1. Can anyone please explain what a classical stochastic system is?
2. Why is there a question of probability in analysing such a system?

 

[mathman]

I can't comment on classical. Stochastic processes are time dependent random processes governed by standard probability laws - probability non-negative and total probability = 1.

http://en.wikipedia.org/wiki/Stochastic_process

 

[Bill_K]

failexam, Stochastic is just a fancy word for random. A stochastic system in physics is one that's governed by statistical mechanics.

The word 'classical' is in there because for a classical system x and p may be specified independently and take on any value, so you can speak of w(p,x) as a continuous function in phase space. For a quantum system only some values of x and p are allowed. For example for a harmonic oscillator, ½(p² + x²) = nħ, and so the distribution in phase space is discontinuous.

 

[atyy]

In classical systems, randomness arises because of lack of experimental control. For example, the experimentalist may not be able to prepare the system in exactly the same state every time. He may only be able to prepare the system in some states with higher probability than others. This is how probability enters classical systems.

In quantum systems, even if the experimentalist has perfect control, probability still enters the physics.

Also, for a classical system, w is always greater than or equal to zero. Also, for a quantum system w is not always greater than or equal to zero, but can be negative. This is because a classical particle can have definite position and momentum. However, a quantum particle with definite position cannot have definite momentum.

 

[PJC01]

I would be happy to provide a response to the content you have shared from your lecture notes.

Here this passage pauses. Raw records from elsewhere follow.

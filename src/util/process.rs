//! Subprocess execution utilities.

use std::collections::BTreeMap;
use std::ffi::OsStr;
use std::io::Read;
use std::path::{Path, PathBuf};
use std::process::{Child, Command, ExitStatus, Output, Stdio};
use std::thread::{self, JoinHandle};
use std::time::{Duration, Instant};

use anyhow::{Context, Result};

/// Interval between polls of a child running under a deadline.
const POLL_INTERVAL: Duration = Duration::from_millis(50);

/// Builder for subprocess execution.
#[derive(Debug, Clone)]
pub struct ProcessBuilder {
    program: PathBuf,
    args: Vec<String>,
    env: BTreeMap<String, String>,
    cwd: Option<PathBuf>,
}

impl ProcessBuilder {
    /// Create a new process builder for the given program.
    pub fn new(program: impl AsRef<Path>) -> Self {
        ProcessBuilder {
            program: program.as_ref().to_path_buf(),
            args: Vec::new(),
            env: BTreeMap::new(),
            cwd: None,
        }
    }

    /// Add a single argument.
    pub fn arg(mut self, arg: impl AsRef<OsStr>) -> Self {
        self.args.push(arg.as_ref().to_string_lossy().into_owned());
        self
    }

    /// Add multiple arguments.
    pub fn args<I, S>(mut self, args: I) -> Self
    where
        I: IntoIterator<Item = S>,
        S: AsRef<OsStr>,
    {
        self.args.extend(
            args.into_iter()
                .map(|s| s.as_ref().to_string_lossy().into_owned()),
        );
        self
    }

    /// Set an environment variable.
    pub fn env(mut self, key: impl AsRef<str>, value: impl AsRef<str>) -> Self {
        self.env
            .insert(key.as_ref().to_string(), value.as_ref().to_string());
        self
    }

    /// Set several environment variables.
    pub fn envs<'a>(mut self, vars: impl IntoIterator<Item = (&'a String, &'a String)>) -> Self {
        for (key, value) in vars {
            self.env.insert(key.clone(), value.clone());
        }
        self
    }

    /// Set the working directory.
    pub fn cwd(mut self, cwd: impl AsRef<Path>) -> Self {
        self.cwd = Some(cwd.as_ref().to_path_buf());
        self
    }

    fn build_command(&self) -> Command {
        let mut cmd = Command::new(&self.program);
        cmd.args(&self.args);

        for (key, value) in &self.env {
            cmd.env(key, value);
        }

        if let Some(ref cwd) = self.cwd {
            cmd.current_dir(cwd);
        }

        cmd
    }

    /// Execute the command with captured output and wait for completion.
    pub fn exec(&self) -> Result<Output> {
        let mut cmd = self.build_command();
        cmd.stdin(Stdio::null());
        cmd.stdout(Stdio::piped());
        cmd.stderr(Stdio::piped());

        cmd.output()
            .with_context(|| format!("failed to execute `{}`", self.program.display()))
    }

    /// Execute with captured output, killing the child once `timeout` elapses.
    ///
    /// Both pipes are drained on their own threads while the child runs, so a
    /// chatty child cannot stall on a full pipe. Returns `Ok(None)` when the
    /// deadline was hit.
    pub fn exec_with_timeout(&self, timeout: Duration) -> Result<Option<Output>> {
        let mut cmd = self.build_command();
        cmd.stdin(Stdio::null());
        cmd.stdout(Stdio::piped());
        cmd.stderr(Stdio::piped());

        let mut child = cmd
            .spawn()
            .with_context(|| format!("failed to spawn `{}`", self.program.display()))?;
        let stdout = child.stdout.take().map(drain);
        let stderr = child.stderr.take().map(drain);

        let Some(mut child) = self.wait_until(child, timeout)? else {
            return Ok(None);
        };
        let status = child
            .wait()
            .with_context(|| format!("failed to wait for `{}`", self.program.display()))?;

        Ok(Some(Output {
            status,
            stdout: collect(stdout),
            stderr: collect(stderr),
        }))
    }

    /// Execute with inherited stdio and return the exit status.
    ///
    /// With a timeout, the child is killed at the deadline and `Ok(None)` is returned.
    pub fn status_with_timeout(&self, timeout: Option<Duration>) -> Result<Option<ExitStatus>> {
        let mut cmd = self.build_command();

        let Some(timeout) = timeout else {
            let status = cmd
                .status()
                .with_context(|| format!("failed to execute `{}`", self.program.display()))?;
            return Ok(Some(status));
        };

        let child = cmd
            .spawn()
            .with_context(|| format!("failed to spawn `{}`", self.program.display()))?;

        match self.wait_until(child, timeout)? {
            Some(mut child) => {
                let status = child
                    .wait()
                    .with_context(|| format!("failed to wait for `{}`", self.program.display()))?;
                Ok(Some(status))
            }
            None => Ok(None),
        }
    }

    /// Poll the child until it exits or the deadline passes.
    ///
    /// Returns the (exited) child, or `None` after killing it at the deadline.
    fn wait_until(&self, mut child: Child, timeout: Duration) -> Result<Option<Child>> {
        let deadline = Instant::now() + timeout;
        loop {
            let exited = child
                .try_wait()
                .with_context(|| format!("failed to poll `{}`", self.program.display()))?
                .is_some();
            if exited {
                return Ok(Some(child));
            }
            if Instant::now() >= deadline {
                tracing::warn!(
                    "`{}` exceeded its {}s time budget, killing it",
                    self.display_command(),
                    timeout.as_secs()
                );
                // The child may exit between the poll and the kill.
                let _ = child.kill();
                let _ = child.wait();
                return Ok(None);
            }
            thread::sleep(POLL_INTERVAL);
        }
    }

    /// Display the command for error messages.
    pub fn display_command(&self) -> String {
        let mut parts = vec![self.program.display().to_string()];
        parts.extend(self.args.iter().cloned());
        parts.join(" ")
    }
}

/// Read a pipe to its end on a background thread.
fn drain<R: Read + Send + 'static>(mut pipe: R) -> JoinHandle<Vec<u8>> {
    thread::spawn(move || {
        let mut buf = Vec::new();
        // A read error just truncates the captured output.
        let _ = pipe.read_to_end(&mut buf);
        buf
    })
}

fn collect(handle: Option<JoinHandle<Vec<u8>>>) -> Vec<u8> {
    handle
        .and_then(|handle| handle.join().ok())
        .unwrap_or_default()
}

/// Find an executable in PATH.
pub fn find_executable(name: &str) -> Option<PathBuf> {
    which::which(name).ok()
}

1. A classical stochastic system refers to a system that exhibits random behavior or variability in its physical properties or behavior. This can include systems such as gas molecules moving in a container, atoms in a crystal lattice, or the movement of particles in a fluid. These systems are often described using statistical mechanics and probability theory.

2. The question of probability arises in analysing classical stochastic systems because these systems are inherently unpredictable due to their random nature. This means that we cannot accurately predict the exact behavior or properties of the system at any given moment. Instead, we can only determine the likelihood or probability of a particular outcome occurring. This is why the equation in your notes includes the term "prob." which stands for probability. By understanding the probability distribution of the system, we can gain insight into its behavior and make predictions about its future state.